In genere quando si parla di rivolte urbane si pensa all'Ottocento, alle barricate del 1848, alla Comune di Parigi e al massimo si arriva a citare quanto accaduto tra gli anni Sessanta e Settanta in Europa, quel '68 che Alain Touraine ha descritto come l'"ultima giornata rivoluzionaria dell'Ottocento". Credo però che quest'ottica sia ormai superata dai fatti visto che la stessa scienza sociale che si occupa di città e di questioni urbane deve fare i conti con il fatto che ci siamo proiettati in un'epoca nuova della quale fanno parte a pieno titolo anche queste rivolte urbane che assumono oggi nuove forme e un nuovo senso come espressione di una vera e propria "nuova questione urbana" che si è sviluppata in rapporto ai processi di globalizzazione. Nel campo della sociologia della città, la teoria sembra però tardare molto a misurarsi con queste nuove problematiche. Una delle poche analisi interessanti che sono emerse finora è quella avanzata da Saskia Sassen con la definizione delle "città globali", uno dei primi tentativi pionieristici di spiegare come il panorama delle città sia completamente cambiato a livello mondiale in base agli effetti delle grandi trasformazioni introdotte dalla globalizzazione anche sul tessuto urbano. Così, il filo che lega le diverse "rivolte" metropolitane è rappresentato fondamentalmente proprio da queste trasformazioni globali, penso soprattutto all'emergere di nuove diseguaglianze e polarizzazioni all'interno delle metropoli, alle quali non è stata data ancora alcuna risposta in termini di governo e di gestione della città.

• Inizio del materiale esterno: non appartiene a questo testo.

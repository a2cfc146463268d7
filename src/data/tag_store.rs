//! Row tag overlay with sidecar persistence.
//!
//! Tags never touch the source file. They live in
//! `<data_dir>/<sanitized base name>.tags`, one decimal row number per line.
//! Loading is forgiving: anything malformed or out of range is logged and
//! dropped, and a missing or unreadable sidecar yields an empty overlay.

use crate::constants::{
    FALLBACK_TAG_NAME, MAX_TAG_LINE_LENGTH, MAX_TAG_LINES, MAX_TAG_NAME_LENGTH,
    TAG_FILE_EXTENSION,
};
use crate::data::error::{TimelineError, TimelineResult};
use std::collections::HashSet;
use std::io::{BufRead, BufReader, Write};
use std::path::{Path, PathBuf};

/// An effective change to the overlay
#[derive(Clone, Copy, Debug, PartialEq, Eq)]
pub struct TagChange {
    pub row: usize,
    pub tagged: bool,
    /// Dirty state after the change (always true)
    pub dirty: bool,
}

/// Set of tagged data rows for one table
#[derive(Debug)]
pub struct TagStore {
    data_dir: PathBuf,
    file_name: String,
    rows: HashSet<usize>,
    row_count: usize,
    dirty: bool,
}

impl TagStore {
    /// Empty overlay for `source` without touching the disk
    pub fn new(data_dir: impl Into<PathBuf>, source: &Path, row_count: usize) -> Self {
        let base = source
            .file_stem()
            .map(|s| s.to_string_lossy().into_owned())
            .unwrap_or_default();

        Self {
            data_dir: data_dir.into(),
            file_name: format!("{}.{}", sanitize_file_name(&base), TAG_FILE_EXTENSION),
            rows: HashSet::new(),
            row_count,
            dirty: false,
        }
    }

    /// Overlay for `source`, populated from its sidecar if one exists
    pub fn load(data_dir: impl Into<PathBuf>, source: &Path, row_count: usize) -> Self {
        let mut store = Self::new(data_dir, source, row_count);
        store.read_sidecar();
        store
    }

    /// Where the sidecar lives (it may not exist yet)
    pub fn path(&self) -> PathBuf {
        self.data_dir.join(&self.file_name)
    }

    fn read_sidecar(&mut self) {
        let path = self.path();
        let file = match std::fs::File::open(&path) {
            Ok(file) => file,
            Err(e) if e.kind() == std::io::ErrorKind::NotFound => return,
            Err(e) => {
                tracing::warn!("Failed to open tag file {}: {}", path.display(), e);
                return;
            }
        };

        let mut skipped = 0usize;
        for (line_no, line) in BufReader::new(file)
            .split(b'\n')
            .take(MAX_TAG_LINES)
            .enumerate()
        {
            let line = match line {
                Ok(line) => line,
                Err(e) => {
                    tracing::warn!("Error reading tag file {}: {}", path.display(), e);
                    break;
                }
            };
            match self.parse_tag_line(&line) {
                Ok(Some(row)) => {
                    self.rows.insert(row);
                }
                Ok(None) => {}
                Err(reason) => {
                    skipped += 1;
                    tracing::warn!(line = line_no + 1, "Skipping tag entry: {}", reason);
                }
            }
        }

        tracing::debug!(
            tagged = self.rows.len(),
            skipped,
            "Loaded tags from {}",
            path.display()
        );
    }

    /// `Ok(None)` for blank lines, `Err` for anything that must be dropped
    fn parse_tag_line(&self, raw: &[u8]) -> Result<Option<usize>, &'static str> {
        let text = std::str::from_utf8(raw).map_err(|_| "not valid UTF-8")?;
        let text = text.trim();
        if text.is_empty() {
            return Ok(None);
        }
        if text.chars().count() > MAX_TAG_LINE_LENGTH {
            return Err("line too long");
        }
        let row: i64 = text.parse().map_err(|_| "not an integer")?;
        match usize::try_from(row) {
            Ok(row) if row < self.row_count => Ok(Some(row)),
            _ => Err("row out of range"),
        }
    }

    /// Set one row's membership.
    ///
    /// Returns `None` when nothing changed (membership already matches, or
    /// the row does not exist).
    pub fn toggle(&mut self, row: usize, tagged: bool) -> Option<TagChange> {
        if row >= self.row_count {
            tracing::warn!(row, rows = self.row_count, "Ignoring tag for nonexistent row");
            return None;
        }

        let changed = if tagged {
            self.rows.insert(row)
        } else {
            self.rows.remove(&row)
        };
        if !changed {
            return None;
        }

        self.dirty = true;
        Some(TagChange {
            row,
            tagged,
            dirty: self.dirty,
        })
    }

    pub fn is_tagged(&self, row: usize) -> bool {
        self.rows.contains(&row)
    }

    /// True iff the overlay changed since the last load or save
    pub fn is_dirty(&self) -> bool {
        self.dirty
    }

    pub fn len(&self) -> usize {
        self.rows.len()
    }

    pub fn is_empty(&self) -> bool {
        self.rows.is_empty()
    }

    /// Tagged rows in ascending order
    pub fn tagged_rows(&self) -> Vec<usize> {
        let mut rows: Vec<usize> = self.rows.iter().copied().collect();
        rows.sort_unstable();
        rows
    }

    /// Write the whole overlay to the sidecar, replacing it atomically.
    ///
    /// Failure leaves the overlay and its dirty flag untouched.
    pub fn save(&mut self) -> TimelineResult<()> {
        std::fs::create_dir_all(&self.data_dir).map_err(|e| {
            TimelineError::PersistenceFailure(format!(
                "cannot create {}: {}",
                self.data_dir.display(),
                e
            ))
        })?;

        let path = self.path();
        let persist_err = |e: std::io::Error| {
            TimelineError::PersistenceFailure(format!("cannot write {}: {}", path.display(), e))
        };

        let mut tmp = tempfile::NamedTempFile::new_in(&self.data_dir).map_err(persist_err)?;
        {
            let mut out = std::io::BufWriter::new(tmp.as_file_mut());
            for row in self.tagged_rows() {
                writeln!(out, "{}", row).map_err(persist_err)?;
            }
            out.flush().map_err(persist_err)?;
        }
        tmp.persist(&path).map_err(|e| persist_err(e.error))?;

        self.dirty = false;
        tracing::info!(tagged = self.rows.len(), "Saved tags to {}", path.display());
        Ok(())
    }
}

/// Make a source base name safe to use as a file name in the data dir.
///
/// Strips `..` runs, path separators, characters invalid on common
/// filesystems and control characters, then truncates. Never empty.
pub fn sanitize_file_name(name: &str) -> String {
    let mut cleaned = String::with_capacity(name.len());
    let mut chars = name.chars().peekable();

    while let Some(c) = chars.next() {
        if c == '.' && chars.peek() == Some(&'.') {
            while chars.peek() == Some(&'.') {
                chars.next();
            }
            continue;
        }
        if matches!(c, '/' | '\\' | '<' | '>' | ':' | '"' | '|' | '?' | '*') || c.is_control() {
            continue;
        }
        cleaned.push(c);
    }

    let truncated: String = cleaned.chars().take(MAX_TAG_NAME_LENGTH).collect();
    if truncated.trim().is_empty() {
        FALLBACK_TAG_NAME.to_string()
    } else {
        truncated
    }
}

- In questo senso lei sembra sfatare il mito che dietro ai "riot" metropolitani vi siano solo dei "ribelli senza causa". Ma, se non è solo la "rabbia", quali sono le rivendicazoni, per così dire, che affiorano dalle diverse rivolte dell'ultimo ventennio?

Molto spesso al di là degli episodi di violenza, al di là degli scontri che caratterizzano questi momenti, si esprime nelle rivolte metropolitane una richiesta di nuovo protagonismo di coloro che vi prendono parte. Nel caso dell'Europa, penso ad esempio all'Inghilterra, tutto ciò assume le dimensioni di una gigantesca richiesta di cittadinanza da parte dei migranti di seconda generazione. Penso a forme di cittadinanza effettiva, come il diritto di voto, quello di autorganizzazione politica, alla possibilità di "contare" all'interno della società e di non venire rinchiusi in dei ghetti o in dei bantustan. Si chiede cioè di avere concretamente accesso a quei diritti che in teoria dovrebbero essere garantiti e in pratica non lo sono proprio per niente. In altre situazioni, penso in particolare al caso di Buenos Aires, al di là delle richieste, nella rivolta, emergono anche delle forme autonome di partecipazione politica che non si limitano ai tavoli di discussione tra le associazioni di cittadini e le amministrazioni locali, ma che affermano: "la città è nostra, la politica ufficiale ha fatto bancarotta, vediamo come possiamo strutturarci e organizzarci da soli". Anche se, sempre il caso della capitale argentina mostra anche tutte le difficoltà in cui si muovono questi tentativi di trovare delle vie più autentiche di partecipazione democratica e di governo della città, compreso il rischio che tornino in realtà i vecchi politici di sempre e che la grande utopia delle "asembleas" o dei "piqueteros" finisca poi per logorarsi. Ciò detto, mi sembra che si tratti in ogni caso di segnali interessanti.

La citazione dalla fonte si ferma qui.